A couple of weeks ago, Andy got asked the question: "So, if you don't believe in hell, then what does Jesus save us from?"
It was an opportunity for a really interesting discussion about the Greek word commonly translated "salvation" or "saved" in the New Testament and what we think it means.
Here's an interesting fact that we often forget: our English Bibles are all translations. Not one single word in them is actually the original word written by the original authors.
Every single word has been translated from one language into another, and when you translate, you have to choose what word you're going to use in the receptor language, in this case English.
The New Testament was mostly written in Koine Greek, the everyday kind of Greek used for shopping lists and letters home to Mom.
Because Koine Greek was so widely used, we've got a lot of information about what particular words most commonly mean, based on a large sample of original texts apart from the New Testament.
This is great, right? Because it means we can be really accurate in our New Testament translations, when all these other texts confirm the meanings of each word.
(Super important if you believe in the literal, inerrancy of the text, which is fundamental to the fundamentalism I grew up in.)
Well, not so fast.
Take this word that's translated "salvation" or "saved" for example.
The Greek word is "soteria" (noun) or "sozo" (verb).
Scholar William Barclay points out that the the most common meaning of soteria/sozo in everyday Koine Greek sources refers to bodily health, wellness, or well-being.
A dutiful son might write home and inquire about the "soteria" of his parents. He's not asking about their eternal security; he's asking about their well-being, their health.
Here's what we need to understand: when translators come to this word "soteria" or "sozo" in the New Testament, they have a choice about whether they're going to pick the most common meaning (health, healing) or a less common meaning (salvation, saved).
Even the "salvation/saved" meaning of "soteria/sozo" is not about being saved from hell like we've been taught to think. The "salvation/saved" meaning refers to a situation like being saved from disaster, released from prison.
None of the meanings of "soteria/sozo" have anything to do with being saved from a literal, burning hell in Koine Greek, because the idea of a literal hell is a construct created much later on. (The hell construct is largely based on bad translations of other words like Gehenna and Sheol, which don't mean "hell" at all. Resources for study below.)
Guess which meaning of "soteria/sozo" English translators have picked: the less common meaning.
Why?
Because they're reading their theology into the text. They've been taught that this word means "salvation" and "saved", even though this is the less common meaning, and so that's how they translate it. They don't necessarily use good translation principles with this word "soteria/sozo." They use their assumptions.

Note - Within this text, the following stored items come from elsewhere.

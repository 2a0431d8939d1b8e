//! Named colormaps.
//!
//! A small set of matplotlib-compatible gradients, each stored as evenly
//! spaced RGB anchors that are linearly interpolated at sample time. The
//! default map is `RdYlGn`, the classic vegetation-index ramp.

use anyhow::Result;
use vcube_core::EngineError;

type Anchors = &'static [[u8; 3]];

static RD_YL_GN: Anchors = &[
	[165, 0, 38],
	[215, 48, 39],
	[244, 109, 67],
	[253, 174, 97],
	[254, 224, 139],
	[255, 255, 191],
	[217, 239, 139],
	[166, 217, 106],
	[102, 189, 99],
	[26, 152, 80],
	[0, 104, 55],
];

static SPECTRAL: Anchors = &[
	[158, 1, 66],
	[213, 62, 79],
	[244, 109, 67],
	[253, 174, 97],
	[254, 224, 139],
	[255, 255, 191],
	[230, 245, 152],
	[171, 221, 164],
	[102, 194, 165],
	[50, 136, 189],
	[94, 79, 162],
];

static RD_BU: Anchors = &[
	[103, 0, 31],
	[178, 24, 43],
	[214, 96, 77],
	[244, 165, 130],
	[253, 219, 199],
	[247, 247, 247],
	[209, 229, 240],
	[146, 197, 222],
	[67, 147, 195],
	[33, 102, 172],
	[5, 48, 97],
];

static VIRIDIS: Anchors = &[
	[68, 1, 84],
	[72, 40, 120],
	[62, 74, 137],
	[49, 104, 142],
	[38, 130, 142],
	[31, 158, 137],
	[53, 183, 121],
	[109, 205, 89],
	[180, 222, 44],
	[253, 231, 37],
];

static PLASMA: Anchors = &[
	[13, 8, 135],
	[84, 2, 163],
	[139, 10, 165],
	[185, 50, 137],
	[219, 92, 104],
	[244, 136, 73],
	[254, 188, 43],
	[240, 249, 33],
];

static INFERNO: Anchors = &[
	[0, 0, 4],
	[40, 11, 84],
	[101, 21, 110],
	[159, 42, 99],
	[212, 72, 66],
	[245, 125, 21],
	[250, 193, 39],
	[252, 255, 164],
];

static MAGMA: Anchors = &[
	[0, 0, 4],
	[42, 13, 84],
	[114, 31, 129],
	[183, 55, 121],
	[240, 112, 74],
	[254, 176, 120],
	[252, 253, 191],
];

static COOLWARM: Anchors = &[
	[59, 76, 192],
	[144, 178, 254],
	[221, 221, 221],
	[246, 147, 104],
	[180, 4, 38],
];

static GREYS: Anchors = &[[255, 255, 255], [0, 0, 0]];

static REGISTRY: &[(&str, Anchors)] = &[
	("RdYlGn", RD_YL_GN),
	("Spectral", SPECTRAL),
	("RdBu", RD_BU),
	("viridis", VIRIDIS),
	("plasma", PLASMA),
	("inferno", INFERNO),
	("magma", MAGMA),
	("coolwarm", COOLWARM),
	("Greys", GREYS),
];

#[derive(Clone, Copy, Debug)]
pub struct Colormap {
	name: &'static str,
	anchors: Anchors,
}

impl Colormap {
	pub fn by_name(name: &str) -> Result<Colormap> {
		REGISTRY
			.iter()
			.find(|(known, _)| *known == name)
			.map(|(known, anchors)| Colormap { name: known, anchors })
			.ok_or_else(|| {
				let names: Vec<&str> = REGISTRY.iter().map(|(name, _)| *name).collect();
				EngineError::Validation(format!("unknown colormap '{name}', choose one of: {}", names.join(", "))).into()
			})
	}

	pub fn name(&self) -> &'static str {
		self.name
	}

	pub fn names() -> Vec<&'static str> {
		REGISTRY.iter().map(|(name, _)| *name).collect()
	}

	/// Samples the gradient at `t` in [0, 1]. Out-of-range values clamp,
	/// NaN maps to black (the "bad value" color).
	pub fn sample(&self, t: f64) -> [u8; 3] {
		if t.is_nan() {
			return [0, 0, 0];
		}
		let t = t.clamp(0.0, 1.0);
		let segments = (self.anchors.len() - 1) as f64;
		let position = t * segments;
		let index = (position.floor() as usize).min(self.anchors.len() - 2);
		let fraction = position - index as f64;

		let low = self.anchors[index];
		let high = self.anchors[index + 1];
		let mut rgb = [0u8; 3];
		for channel in 0..3 {
			let value = low[channel] as f64 + (high[channel] as f64 - low[channel] as f64) * fraction;
			rgb[channel] = value.round() as u8;
		}
		rgb
	}
}

impl Default for Colormap {
	fn default() -> Colormap {
		Colormap {
			name: "RdYlGn",
			anchors: RD_YL_GN,
		}
	}
}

And then we read into the text with even more assumptions about what "salvation" means, in light of the constructs of hell we've learned in our particular religious tradition.
So how does this impact our understanding of "soteria/sozo"?
Let's take a verse we've all read a million times, John 3:17.
"For God did not send his Son into the world to condemn the world, but to save ("sozo") the world through him." NIV
We immediately think of sinners in the hands of an angry God, being snatched out of the pit of hell, right?
But when we know that this meaning did not exist in the Koine Greek, we can use our new-found knowledge and postulate that perhaps we are being saved from the disaster that the world or our lives have become, or from the prisons of our own making.
And what if we choose the most common meaning for "sozo" here?
"For God did not send his Son into the world to condemn the world, but to heal ("sozo") the world through him."
Wow.
Want to follow the Way of Jesus?
You don't have to beat yourself or anybody else down with the bad news that God is going to burn us in hell forever.
You can actually be anxious for nothing, because you are loved with an everlasting Love that is never, ever a threat to you or anyone you love, and only, always a blessing of healing and wholeness and life in abundance for us all.
Sit with that a while and let it change your life.
The Way of Jesus saves us from the disasters of this world.
The Way of Jesus saves us from the prisons of our own making.
The Way of Jesus heals us and our loved ones and the whole world.
This is the Good News, worth sharing.
Now go into the world,
finally,
in peace,
indeed.
Happy Easter.
Resources for study
The documentary Hellbound? is an excellent starting point. You get an overview of all the various Christian perspectives on the teaching of hell in a short film version.